HEMVÉ, sub. masc. (Medecine.) c’est ainsi qu’on nomme en quelques endroits, ce que nous appellons par périphrase la maladie du pays. Ce violent desir de retourner chez soi, dit très-bien l’abbé du Bos, n’est autre chose qu’un instinct de la nature, qui nous avertit que l’air où nous nous trouvons, n’est pas aussi convenable à notre tempérament que l’air natal, pour lequel nous soupirons, & que nous envisageons secretement comme le remede à notre mal-aise & à notre ennui.

Le hemvé, ajoute-t-il, ne devient une peine de l’esprit, que parce qu’il est réellement une peine de corps.

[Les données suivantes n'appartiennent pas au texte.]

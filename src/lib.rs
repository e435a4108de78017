//! Camera zone absence detection
//!
//! Exposes modules for integration testing and binary reuse.

pub mod domain;
pub mod infra;
pub mod io;
pub mod services;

L’eau, l’air différent de celui auquel on est habitué, produisent des changemens dans une frêle machine ; Lucrece l’a remarqué comme Hippocrate.

Nonne vides etiam coeli novitate & aquarum,
Tentari procul à patriâ, quicumque domoque
Adveniunt, ideò quia longè discrepat aër.

Cet air très-sain pour les naturels du pays, est un poison lent pour certains étrangers ; il est vrai que la différence de cet air ne tombe point sous nos sens, & qu’elle n’est pas à la portée d’aucun de nos instrumens, mais nous en sommes assûrés par ses effets.